• WHAT IS BEING ASKED:
Your answer must contain each line of the listing in which "positive" appears, copied in full.

===== STUDY MATERIAL

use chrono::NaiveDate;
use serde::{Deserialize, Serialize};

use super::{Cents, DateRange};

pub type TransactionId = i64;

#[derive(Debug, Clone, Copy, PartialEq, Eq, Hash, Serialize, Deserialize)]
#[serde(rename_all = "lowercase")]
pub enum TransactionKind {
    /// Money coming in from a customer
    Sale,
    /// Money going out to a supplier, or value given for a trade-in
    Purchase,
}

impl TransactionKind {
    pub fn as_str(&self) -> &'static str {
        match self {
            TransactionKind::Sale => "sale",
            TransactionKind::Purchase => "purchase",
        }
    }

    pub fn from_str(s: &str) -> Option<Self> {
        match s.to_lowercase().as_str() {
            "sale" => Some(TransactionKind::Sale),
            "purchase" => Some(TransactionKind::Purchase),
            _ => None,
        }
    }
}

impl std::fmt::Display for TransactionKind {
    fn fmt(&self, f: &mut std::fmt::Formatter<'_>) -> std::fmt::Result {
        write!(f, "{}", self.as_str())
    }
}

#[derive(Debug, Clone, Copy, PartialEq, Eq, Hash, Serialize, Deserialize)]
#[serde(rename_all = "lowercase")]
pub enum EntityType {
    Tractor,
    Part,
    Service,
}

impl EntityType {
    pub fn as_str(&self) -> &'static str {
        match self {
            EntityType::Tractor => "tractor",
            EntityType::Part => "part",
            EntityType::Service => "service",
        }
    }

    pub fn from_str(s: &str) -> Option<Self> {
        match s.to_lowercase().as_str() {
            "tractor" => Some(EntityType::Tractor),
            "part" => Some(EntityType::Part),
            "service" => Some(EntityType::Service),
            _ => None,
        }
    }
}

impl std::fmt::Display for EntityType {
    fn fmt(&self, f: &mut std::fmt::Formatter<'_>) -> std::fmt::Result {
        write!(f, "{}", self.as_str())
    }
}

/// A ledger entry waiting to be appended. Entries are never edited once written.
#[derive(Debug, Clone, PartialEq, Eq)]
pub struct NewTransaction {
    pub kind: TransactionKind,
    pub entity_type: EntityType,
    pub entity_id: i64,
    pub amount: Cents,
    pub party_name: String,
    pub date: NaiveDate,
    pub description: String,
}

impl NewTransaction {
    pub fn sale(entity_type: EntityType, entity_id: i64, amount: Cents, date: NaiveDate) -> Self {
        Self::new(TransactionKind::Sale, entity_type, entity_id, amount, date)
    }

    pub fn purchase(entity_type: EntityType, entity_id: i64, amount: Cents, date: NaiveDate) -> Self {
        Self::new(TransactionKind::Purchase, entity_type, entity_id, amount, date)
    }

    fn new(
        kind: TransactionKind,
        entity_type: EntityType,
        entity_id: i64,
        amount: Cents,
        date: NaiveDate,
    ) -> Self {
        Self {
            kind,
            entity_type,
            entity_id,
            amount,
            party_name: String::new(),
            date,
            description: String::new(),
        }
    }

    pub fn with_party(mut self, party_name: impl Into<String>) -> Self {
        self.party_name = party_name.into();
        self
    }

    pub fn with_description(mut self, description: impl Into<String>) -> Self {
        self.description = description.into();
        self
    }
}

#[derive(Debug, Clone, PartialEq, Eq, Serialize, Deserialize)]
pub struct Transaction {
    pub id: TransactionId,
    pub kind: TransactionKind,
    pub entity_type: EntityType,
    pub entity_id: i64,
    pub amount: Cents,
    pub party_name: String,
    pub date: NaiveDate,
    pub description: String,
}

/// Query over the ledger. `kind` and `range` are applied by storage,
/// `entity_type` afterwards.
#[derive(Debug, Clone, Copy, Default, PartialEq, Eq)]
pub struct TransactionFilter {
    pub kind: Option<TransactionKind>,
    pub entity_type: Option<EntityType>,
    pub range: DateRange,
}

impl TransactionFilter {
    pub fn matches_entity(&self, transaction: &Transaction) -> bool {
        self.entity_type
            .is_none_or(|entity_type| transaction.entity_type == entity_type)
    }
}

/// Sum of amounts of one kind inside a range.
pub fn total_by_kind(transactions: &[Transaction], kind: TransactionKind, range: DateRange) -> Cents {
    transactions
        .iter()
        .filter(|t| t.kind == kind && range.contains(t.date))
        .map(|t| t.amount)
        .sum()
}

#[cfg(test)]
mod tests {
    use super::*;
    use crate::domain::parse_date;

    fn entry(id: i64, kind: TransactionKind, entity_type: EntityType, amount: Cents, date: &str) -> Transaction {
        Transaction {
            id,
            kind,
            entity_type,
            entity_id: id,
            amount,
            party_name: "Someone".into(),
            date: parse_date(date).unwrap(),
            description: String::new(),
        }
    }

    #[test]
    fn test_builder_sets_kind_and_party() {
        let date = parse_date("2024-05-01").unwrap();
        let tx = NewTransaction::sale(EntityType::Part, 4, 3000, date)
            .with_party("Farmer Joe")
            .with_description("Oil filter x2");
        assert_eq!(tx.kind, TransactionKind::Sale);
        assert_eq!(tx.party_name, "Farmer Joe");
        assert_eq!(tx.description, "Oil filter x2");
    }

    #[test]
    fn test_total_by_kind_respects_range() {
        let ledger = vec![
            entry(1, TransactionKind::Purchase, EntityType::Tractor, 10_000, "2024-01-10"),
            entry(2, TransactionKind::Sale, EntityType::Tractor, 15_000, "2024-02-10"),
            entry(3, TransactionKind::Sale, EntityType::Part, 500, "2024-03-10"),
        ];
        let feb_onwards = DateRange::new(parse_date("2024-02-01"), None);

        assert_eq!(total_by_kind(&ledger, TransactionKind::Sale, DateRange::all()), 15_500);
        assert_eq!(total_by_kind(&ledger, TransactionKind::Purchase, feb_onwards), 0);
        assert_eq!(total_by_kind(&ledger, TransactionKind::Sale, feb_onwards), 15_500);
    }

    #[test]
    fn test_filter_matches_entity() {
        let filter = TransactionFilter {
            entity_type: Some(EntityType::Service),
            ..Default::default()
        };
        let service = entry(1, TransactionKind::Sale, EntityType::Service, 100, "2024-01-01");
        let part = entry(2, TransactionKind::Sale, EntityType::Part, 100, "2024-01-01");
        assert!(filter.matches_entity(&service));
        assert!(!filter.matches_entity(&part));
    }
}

==========
===== STUDY MATERIAL

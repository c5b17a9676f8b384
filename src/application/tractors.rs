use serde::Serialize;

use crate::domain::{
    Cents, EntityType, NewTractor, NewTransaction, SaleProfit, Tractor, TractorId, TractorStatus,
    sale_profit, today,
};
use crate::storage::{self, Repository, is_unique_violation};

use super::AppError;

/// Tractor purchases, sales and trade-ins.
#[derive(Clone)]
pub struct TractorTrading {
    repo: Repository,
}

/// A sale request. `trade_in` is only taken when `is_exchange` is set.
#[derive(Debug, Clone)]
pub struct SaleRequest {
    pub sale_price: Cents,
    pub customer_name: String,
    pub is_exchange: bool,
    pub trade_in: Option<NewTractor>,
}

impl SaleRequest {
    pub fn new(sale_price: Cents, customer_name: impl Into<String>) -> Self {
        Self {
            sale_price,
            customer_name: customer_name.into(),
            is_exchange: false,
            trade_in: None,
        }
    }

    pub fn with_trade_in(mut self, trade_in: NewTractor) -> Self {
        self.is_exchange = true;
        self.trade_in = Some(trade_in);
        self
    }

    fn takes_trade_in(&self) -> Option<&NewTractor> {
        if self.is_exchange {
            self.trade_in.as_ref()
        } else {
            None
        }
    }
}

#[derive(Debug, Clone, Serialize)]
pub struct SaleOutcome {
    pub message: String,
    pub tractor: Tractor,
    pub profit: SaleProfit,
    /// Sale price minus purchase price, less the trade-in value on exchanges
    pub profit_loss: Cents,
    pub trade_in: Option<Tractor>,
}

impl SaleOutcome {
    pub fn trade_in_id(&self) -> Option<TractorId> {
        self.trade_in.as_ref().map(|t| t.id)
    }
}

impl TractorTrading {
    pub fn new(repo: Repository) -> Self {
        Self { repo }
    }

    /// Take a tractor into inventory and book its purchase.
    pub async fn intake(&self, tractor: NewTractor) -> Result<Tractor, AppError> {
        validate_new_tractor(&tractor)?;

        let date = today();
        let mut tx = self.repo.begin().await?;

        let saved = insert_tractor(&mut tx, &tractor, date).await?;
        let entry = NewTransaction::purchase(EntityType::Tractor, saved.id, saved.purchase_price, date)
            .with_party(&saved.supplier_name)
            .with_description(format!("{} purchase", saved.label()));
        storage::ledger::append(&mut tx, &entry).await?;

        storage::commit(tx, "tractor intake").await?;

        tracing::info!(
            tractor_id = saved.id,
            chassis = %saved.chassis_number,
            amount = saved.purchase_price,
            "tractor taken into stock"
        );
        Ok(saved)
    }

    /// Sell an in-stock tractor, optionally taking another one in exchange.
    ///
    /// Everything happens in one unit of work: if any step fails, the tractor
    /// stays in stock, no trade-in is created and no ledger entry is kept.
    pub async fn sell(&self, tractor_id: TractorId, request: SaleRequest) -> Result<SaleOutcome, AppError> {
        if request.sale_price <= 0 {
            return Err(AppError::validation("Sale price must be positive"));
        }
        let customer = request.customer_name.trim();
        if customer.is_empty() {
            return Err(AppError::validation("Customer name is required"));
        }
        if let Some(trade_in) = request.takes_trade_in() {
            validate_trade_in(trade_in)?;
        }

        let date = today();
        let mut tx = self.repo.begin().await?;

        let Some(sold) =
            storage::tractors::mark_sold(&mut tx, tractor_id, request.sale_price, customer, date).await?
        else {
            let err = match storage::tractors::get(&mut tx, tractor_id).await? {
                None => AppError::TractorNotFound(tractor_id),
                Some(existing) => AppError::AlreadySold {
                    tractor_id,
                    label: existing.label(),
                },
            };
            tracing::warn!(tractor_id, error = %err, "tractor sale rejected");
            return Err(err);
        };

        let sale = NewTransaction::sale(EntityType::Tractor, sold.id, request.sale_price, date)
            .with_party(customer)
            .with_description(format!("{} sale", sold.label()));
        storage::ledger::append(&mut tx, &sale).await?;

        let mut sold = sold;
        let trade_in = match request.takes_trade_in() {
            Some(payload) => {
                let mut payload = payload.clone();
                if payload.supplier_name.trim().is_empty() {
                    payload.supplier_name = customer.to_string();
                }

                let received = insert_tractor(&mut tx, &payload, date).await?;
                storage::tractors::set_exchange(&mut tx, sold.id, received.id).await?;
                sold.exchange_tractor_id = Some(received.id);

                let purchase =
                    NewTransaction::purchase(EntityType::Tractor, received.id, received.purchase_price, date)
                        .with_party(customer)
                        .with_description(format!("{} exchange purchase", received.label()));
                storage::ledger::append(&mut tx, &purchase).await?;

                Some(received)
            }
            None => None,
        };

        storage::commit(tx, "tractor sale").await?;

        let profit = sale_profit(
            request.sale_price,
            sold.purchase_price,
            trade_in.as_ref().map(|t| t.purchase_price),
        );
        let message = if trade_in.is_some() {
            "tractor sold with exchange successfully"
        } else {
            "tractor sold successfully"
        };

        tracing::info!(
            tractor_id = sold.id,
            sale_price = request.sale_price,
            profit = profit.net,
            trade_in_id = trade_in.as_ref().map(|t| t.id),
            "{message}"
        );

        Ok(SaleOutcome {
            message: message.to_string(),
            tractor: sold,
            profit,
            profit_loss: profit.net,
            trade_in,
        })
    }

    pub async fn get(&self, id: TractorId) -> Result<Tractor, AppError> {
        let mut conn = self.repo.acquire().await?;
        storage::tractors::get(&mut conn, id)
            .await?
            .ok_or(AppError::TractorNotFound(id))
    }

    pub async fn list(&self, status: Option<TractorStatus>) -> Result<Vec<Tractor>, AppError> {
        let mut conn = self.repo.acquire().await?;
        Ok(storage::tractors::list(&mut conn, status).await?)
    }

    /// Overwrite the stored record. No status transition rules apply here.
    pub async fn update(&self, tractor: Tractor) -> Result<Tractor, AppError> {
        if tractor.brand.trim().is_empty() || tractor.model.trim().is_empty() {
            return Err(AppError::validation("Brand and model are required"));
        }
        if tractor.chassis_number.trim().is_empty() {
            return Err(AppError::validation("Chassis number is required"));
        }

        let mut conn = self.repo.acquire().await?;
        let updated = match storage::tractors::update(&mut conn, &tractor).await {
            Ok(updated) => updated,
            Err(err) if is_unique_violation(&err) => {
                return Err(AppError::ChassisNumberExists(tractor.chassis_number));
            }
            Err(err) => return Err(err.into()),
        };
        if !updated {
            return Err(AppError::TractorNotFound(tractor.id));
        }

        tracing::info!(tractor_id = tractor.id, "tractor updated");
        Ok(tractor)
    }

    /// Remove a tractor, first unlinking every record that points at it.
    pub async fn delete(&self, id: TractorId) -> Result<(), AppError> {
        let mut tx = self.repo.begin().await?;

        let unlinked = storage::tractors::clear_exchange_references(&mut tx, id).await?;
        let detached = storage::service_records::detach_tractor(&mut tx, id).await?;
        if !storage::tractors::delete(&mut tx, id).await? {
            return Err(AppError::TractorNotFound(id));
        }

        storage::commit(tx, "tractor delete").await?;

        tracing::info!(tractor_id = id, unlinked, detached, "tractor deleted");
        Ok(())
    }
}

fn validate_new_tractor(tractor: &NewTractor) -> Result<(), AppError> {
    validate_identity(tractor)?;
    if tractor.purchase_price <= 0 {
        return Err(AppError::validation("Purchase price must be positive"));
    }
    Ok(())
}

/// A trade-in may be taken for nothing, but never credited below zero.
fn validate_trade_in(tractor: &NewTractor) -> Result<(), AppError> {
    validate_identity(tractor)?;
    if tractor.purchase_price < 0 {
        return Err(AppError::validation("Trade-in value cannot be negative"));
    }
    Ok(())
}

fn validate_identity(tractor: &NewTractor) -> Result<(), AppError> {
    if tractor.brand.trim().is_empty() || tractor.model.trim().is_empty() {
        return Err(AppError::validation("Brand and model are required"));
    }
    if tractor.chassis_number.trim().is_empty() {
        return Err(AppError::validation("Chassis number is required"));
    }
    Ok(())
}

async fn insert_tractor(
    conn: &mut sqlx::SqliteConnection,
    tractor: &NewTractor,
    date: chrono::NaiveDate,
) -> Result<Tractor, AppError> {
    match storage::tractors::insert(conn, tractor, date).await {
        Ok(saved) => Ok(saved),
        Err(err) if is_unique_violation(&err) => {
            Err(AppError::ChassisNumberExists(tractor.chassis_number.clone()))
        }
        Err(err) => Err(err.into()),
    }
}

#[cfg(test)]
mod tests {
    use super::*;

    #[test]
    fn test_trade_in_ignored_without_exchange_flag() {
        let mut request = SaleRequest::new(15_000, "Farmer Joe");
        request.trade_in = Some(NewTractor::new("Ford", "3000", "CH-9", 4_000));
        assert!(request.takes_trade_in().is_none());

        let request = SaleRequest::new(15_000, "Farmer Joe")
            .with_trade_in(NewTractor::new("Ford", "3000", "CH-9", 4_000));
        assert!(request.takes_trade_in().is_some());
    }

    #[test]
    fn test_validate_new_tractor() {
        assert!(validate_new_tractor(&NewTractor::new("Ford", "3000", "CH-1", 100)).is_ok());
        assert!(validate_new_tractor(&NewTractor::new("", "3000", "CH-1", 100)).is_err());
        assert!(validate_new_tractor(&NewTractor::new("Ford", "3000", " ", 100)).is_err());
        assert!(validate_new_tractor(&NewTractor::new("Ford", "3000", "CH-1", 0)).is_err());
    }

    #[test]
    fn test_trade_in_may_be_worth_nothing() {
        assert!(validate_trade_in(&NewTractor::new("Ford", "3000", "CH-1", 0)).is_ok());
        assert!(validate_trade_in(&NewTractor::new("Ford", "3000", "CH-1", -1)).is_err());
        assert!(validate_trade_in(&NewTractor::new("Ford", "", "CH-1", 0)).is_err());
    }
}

==========

• SOLUTION FOR THIS TASK:
            return Err(AppError::validation("Sale price must be positive"));
        return Err(AppError::validation("Purchase price must be positive"));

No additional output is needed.